Exercise instructions. Although the data below holds other lines too, output only those from the line with "if let Err(e)" up to and including the line with "in synchronized trees.", exactly as they appear.

[Stored items]

──────

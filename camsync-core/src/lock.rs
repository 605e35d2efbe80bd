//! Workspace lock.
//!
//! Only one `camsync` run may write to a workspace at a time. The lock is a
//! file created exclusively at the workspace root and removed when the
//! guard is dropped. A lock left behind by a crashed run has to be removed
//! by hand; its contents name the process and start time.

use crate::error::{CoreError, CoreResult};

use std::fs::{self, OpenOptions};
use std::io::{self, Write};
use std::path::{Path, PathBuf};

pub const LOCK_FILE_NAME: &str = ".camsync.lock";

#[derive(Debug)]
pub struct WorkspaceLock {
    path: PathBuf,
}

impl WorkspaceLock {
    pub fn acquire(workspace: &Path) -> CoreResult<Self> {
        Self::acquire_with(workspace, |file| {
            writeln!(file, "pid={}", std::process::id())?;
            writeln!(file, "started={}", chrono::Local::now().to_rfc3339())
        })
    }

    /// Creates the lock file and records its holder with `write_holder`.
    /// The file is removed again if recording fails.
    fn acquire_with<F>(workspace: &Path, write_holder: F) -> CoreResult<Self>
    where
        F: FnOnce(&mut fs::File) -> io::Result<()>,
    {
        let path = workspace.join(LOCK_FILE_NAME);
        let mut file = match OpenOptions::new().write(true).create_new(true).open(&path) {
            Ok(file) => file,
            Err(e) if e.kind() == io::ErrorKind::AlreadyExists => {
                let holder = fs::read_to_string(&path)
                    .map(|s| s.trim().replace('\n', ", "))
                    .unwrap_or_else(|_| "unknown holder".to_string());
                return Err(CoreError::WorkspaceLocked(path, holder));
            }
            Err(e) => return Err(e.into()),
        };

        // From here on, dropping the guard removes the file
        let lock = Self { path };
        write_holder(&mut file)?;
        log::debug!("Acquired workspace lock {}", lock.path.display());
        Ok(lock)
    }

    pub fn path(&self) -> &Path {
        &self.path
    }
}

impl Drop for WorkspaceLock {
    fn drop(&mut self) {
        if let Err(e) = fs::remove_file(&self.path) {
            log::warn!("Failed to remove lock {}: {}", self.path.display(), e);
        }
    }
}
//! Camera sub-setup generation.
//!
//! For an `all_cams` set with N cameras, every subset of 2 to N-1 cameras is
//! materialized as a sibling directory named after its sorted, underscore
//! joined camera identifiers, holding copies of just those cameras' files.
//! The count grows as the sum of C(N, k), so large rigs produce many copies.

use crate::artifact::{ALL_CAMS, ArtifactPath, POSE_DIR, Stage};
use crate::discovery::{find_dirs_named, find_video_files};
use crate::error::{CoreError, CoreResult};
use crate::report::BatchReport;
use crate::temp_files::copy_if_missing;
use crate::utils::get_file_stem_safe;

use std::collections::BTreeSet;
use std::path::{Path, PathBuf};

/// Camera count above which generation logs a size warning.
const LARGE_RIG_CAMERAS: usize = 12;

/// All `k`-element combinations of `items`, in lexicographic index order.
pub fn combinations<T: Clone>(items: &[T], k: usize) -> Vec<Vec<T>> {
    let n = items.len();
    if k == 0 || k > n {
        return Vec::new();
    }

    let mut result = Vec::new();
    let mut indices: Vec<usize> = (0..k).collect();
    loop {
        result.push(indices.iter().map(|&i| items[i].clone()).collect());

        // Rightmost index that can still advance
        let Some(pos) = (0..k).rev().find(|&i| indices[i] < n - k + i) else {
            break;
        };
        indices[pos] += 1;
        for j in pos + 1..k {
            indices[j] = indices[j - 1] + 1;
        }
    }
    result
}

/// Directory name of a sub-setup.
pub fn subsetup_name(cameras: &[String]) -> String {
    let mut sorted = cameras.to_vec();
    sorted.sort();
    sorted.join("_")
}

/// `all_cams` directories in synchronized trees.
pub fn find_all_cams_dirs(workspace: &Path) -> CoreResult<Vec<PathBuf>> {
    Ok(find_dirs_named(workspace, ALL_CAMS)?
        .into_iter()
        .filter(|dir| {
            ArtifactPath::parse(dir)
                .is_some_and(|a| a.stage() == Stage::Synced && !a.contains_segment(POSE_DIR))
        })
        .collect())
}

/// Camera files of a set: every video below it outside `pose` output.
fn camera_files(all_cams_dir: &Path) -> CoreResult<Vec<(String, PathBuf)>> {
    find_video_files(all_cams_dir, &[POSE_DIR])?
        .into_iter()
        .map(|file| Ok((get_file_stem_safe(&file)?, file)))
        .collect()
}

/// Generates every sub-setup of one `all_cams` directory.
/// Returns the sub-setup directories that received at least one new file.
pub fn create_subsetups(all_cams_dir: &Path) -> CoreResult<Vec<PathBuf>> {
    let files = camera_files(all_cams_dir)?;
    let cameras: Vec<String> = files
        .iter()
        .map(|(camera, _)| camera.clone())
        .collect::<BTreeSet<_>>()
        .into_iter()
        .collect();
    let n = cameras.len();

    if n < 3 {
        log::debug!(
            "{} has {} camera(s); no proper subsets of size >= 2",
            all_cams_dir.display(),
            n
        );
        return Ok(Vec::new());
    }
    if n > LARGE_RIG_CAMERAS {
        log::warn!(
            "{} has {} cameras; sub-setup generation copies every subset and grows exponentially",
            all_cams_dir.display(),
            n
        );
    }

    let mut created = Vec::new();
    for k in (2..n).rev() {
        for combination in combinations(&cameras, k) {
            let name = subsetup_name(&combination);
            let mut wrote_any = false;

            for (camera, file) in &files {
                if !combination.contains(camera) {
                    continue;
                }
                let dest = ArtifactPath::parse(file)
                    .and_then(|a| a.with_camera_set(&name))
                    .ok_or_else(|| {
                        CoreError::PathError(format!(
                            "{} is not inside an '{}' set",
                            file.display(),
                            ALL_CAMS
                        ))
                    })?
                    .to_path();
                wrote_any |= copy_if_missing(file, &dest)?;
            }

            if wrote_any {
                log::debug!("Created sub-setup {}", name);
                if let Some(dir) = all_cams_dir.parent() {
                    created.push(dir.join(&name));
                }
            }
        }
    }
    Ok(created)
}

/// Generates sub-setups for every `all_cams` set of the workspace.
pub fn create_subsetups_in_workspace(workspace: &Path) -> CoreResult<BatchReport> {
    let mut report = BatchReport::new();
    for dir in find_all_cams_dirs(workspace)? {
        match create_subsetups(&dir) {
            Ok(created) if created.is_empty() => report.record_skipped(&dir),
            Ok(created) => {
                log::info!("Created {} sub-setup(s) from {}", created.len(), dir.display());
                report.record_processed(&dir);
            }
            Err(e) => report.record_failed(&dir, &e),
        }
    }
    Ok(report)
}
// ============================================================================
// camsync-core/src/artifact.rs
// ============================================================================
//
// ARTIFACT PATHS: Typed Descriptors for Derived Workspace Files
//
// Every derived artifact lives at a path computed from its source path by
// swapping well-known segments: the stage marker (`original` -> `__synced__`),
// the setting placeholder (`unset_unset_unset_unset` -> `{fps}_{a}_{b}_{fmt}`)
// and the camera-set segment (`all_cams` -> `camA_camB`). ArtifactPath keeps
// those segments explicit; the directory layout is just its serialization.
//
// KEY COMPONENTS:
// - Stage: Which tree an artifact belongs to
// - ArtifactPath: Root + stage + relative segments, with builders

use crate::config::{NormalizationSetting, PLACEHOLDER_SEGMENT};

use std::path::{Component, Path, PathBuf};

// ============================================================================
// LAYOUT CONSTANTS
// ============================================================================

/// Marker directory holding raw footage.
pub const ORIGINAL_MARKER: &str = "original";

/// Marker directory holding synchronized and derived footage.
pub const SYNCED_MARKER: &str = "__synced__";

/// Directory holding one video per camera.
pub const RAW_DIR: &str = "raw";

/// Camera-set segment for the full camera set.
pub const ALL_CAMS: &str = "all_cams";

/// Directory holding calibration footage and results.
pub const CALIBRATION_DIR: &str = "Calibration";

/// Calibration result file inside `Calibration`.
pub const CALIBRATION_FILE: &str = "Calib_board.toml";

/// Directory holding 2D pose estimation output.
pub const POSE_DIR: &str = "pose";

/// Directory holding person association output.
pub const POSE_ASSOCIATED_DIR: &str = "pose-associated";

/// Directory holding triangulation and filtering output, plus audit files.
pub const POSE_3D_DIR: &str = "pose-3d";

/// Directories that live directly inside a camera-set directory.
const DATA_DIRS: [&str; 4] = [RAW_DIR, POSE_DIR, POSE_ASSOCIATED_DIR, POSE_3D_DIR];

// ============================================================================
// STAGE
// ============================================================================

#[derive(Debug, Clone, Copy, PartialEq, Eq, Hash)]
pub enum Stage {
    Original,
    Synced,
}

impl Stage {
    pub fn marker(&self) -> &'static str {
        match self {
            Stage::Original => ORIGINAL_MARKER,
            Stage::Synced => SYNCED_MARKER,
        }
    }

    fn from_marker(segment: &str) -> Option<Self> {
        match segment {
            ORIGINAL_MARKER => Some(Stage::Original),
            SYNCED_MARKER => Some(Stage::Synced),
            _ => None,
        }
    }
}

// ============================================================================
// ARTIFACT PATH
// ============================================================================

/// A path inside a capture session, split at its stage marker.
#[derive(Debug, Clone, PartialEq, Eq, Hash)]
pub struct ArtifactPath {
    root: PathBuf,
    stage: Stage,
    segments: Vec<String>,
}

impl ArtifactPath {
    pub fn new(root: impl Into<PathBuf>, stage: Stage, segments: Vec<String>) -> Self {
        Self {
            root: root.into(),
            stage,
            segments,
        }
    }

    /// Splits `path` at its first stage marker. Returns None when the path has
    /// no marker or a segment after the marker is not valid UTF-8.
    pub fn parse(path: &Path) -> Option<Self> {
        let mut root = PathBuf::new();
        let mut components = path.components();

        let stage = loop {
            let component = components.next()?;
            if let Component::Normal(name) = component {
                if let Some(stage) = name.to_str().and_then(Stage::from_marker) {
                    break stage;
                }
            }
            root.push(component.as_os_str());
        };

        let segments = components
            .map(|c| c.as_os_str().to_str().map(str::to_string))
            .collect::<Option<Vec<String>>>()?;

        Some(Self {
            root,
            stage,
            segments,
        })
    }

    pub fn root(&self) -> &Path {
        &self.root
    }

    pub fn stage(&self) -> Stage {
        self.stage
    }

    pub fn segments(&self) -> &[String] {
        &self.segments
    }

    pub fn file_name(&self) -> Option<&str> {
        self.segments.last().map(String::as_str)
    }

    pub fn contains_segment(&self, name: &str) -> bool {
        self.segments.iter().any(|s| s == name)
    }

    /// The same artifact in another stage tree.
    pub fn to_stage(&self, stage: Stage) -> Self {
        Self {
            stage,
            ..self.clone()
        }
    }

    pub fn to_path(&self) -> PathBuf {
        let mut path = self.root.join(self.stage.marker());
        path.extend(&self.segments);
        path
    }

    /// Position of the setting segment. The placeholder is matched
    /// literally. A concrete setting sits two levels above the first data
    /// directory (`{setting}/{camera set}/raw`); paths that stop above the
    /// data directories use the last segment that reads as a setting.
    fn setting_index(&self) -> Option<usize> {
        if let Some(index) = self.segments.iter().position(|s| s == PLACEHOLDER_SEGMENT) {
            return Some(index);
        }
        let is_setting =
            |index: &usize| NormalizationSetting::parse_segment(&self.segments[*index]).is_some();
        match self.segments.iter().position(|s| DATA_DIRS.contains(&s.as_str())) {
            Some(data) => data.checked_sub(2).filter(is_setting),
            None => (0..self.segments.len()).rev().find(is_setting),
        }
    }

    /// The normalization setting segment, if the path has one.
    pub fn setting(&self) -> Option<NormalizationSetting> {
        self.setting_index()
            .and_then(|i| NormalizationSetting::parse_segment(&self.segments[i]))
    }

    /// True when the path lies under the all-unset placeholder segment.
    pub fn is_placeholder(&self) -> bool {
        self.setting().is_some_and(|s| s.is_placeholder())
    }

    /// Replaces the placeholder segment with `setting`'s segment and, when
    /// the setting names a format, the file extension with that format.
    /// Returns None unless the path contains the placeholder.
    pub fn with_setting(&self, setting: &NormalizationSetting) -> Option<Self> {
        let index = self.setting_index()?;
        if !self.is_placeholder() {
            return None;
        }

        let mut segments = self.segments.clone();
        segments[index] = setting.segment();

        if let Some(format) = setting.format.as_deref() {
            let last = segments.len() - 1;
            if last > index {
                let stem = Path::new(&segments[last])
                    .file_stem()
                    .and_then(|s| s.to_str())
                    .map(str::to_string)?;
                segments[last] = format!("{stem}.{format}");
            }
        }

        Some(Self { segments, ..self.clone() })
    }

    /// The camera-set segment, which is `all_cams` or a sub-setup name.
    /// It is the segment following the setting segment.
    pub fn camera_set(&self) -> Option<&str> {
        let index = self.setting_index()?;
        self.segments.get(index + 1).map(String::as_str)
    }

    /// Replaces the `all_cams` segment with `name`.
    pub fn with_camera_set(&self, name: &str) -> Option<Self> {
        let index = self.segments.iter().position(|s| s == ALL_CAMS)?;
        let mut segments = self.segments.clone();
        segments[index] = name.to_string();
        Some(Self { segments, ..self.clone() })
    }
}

──────

Solution to the problem.
        if let Err(e) = fs::remove_file(&self.path) {
            log::warn!("Failed to remove lock {}: {}", self.path.display(), e);
        }
    }
}
//! Camera sub-setup generation.
//!
//! For an `all_cams` set with N cameras, every subset of 2 to N-1 cameras is
//! materialized as a sibling directory named after its sorted, underscore
//! joined camera identifiers, holding copies of just those cameras' files.
//! The count grows as the sum of C(N, k), so large rigs produce many copies.

use crate::artifact::{ALL_CAMS, ArtifactPath, POSE_DIR, Stage};
use crate::discovery::{find_dirs_named, find_video_files};
use crate::error::{CoreError, CoreResult};
use crate::report::BatchReport;
use crate::temp_files::copy_if_missing;
use crate::utils::get_file_stem_safe;

use std::collections::BTreeSet;
use std::path::{Path, PathBuf};

/// Camera count above which generation logs a size warning.
const LARGE_RIG_CAMERAS: usize = 12;

/// All `k`-element combinations of `items`, in lexicographic index order.
pub fn combinations<T: Clone>(items: &[T], k: usize) -> Vec<Vec<T>> {
    let n = items.len();
    if k == 0 || k > n {
        return Vec::new();
    }

    let mut result = Vec::new();
    let mut indices: Vec<usize> = (0..k).collect();
    loop {
        result.push(indices.iter().map(|&i| items[i].clone()).collect());

        // Rightmost index that can still advance
        let Some(pos) = (0..k).rev().find(|&i| indices[i] < n - k + i) else {
            break;
        };
        indices[pos] += 1;
        for j in pos + 1..k {
            indices[j] = indices[j - 1] + 1;
        }
    }
    result
}

/// Directory name of a sub-setup.
pub fn subsetup_name(cameras: &[String]) -> String {
    let mut sorted = cameras.to_vec();
    sorted.sort();
    sorted.join("_")
}

/// `all_cams` directories in synchronized trees.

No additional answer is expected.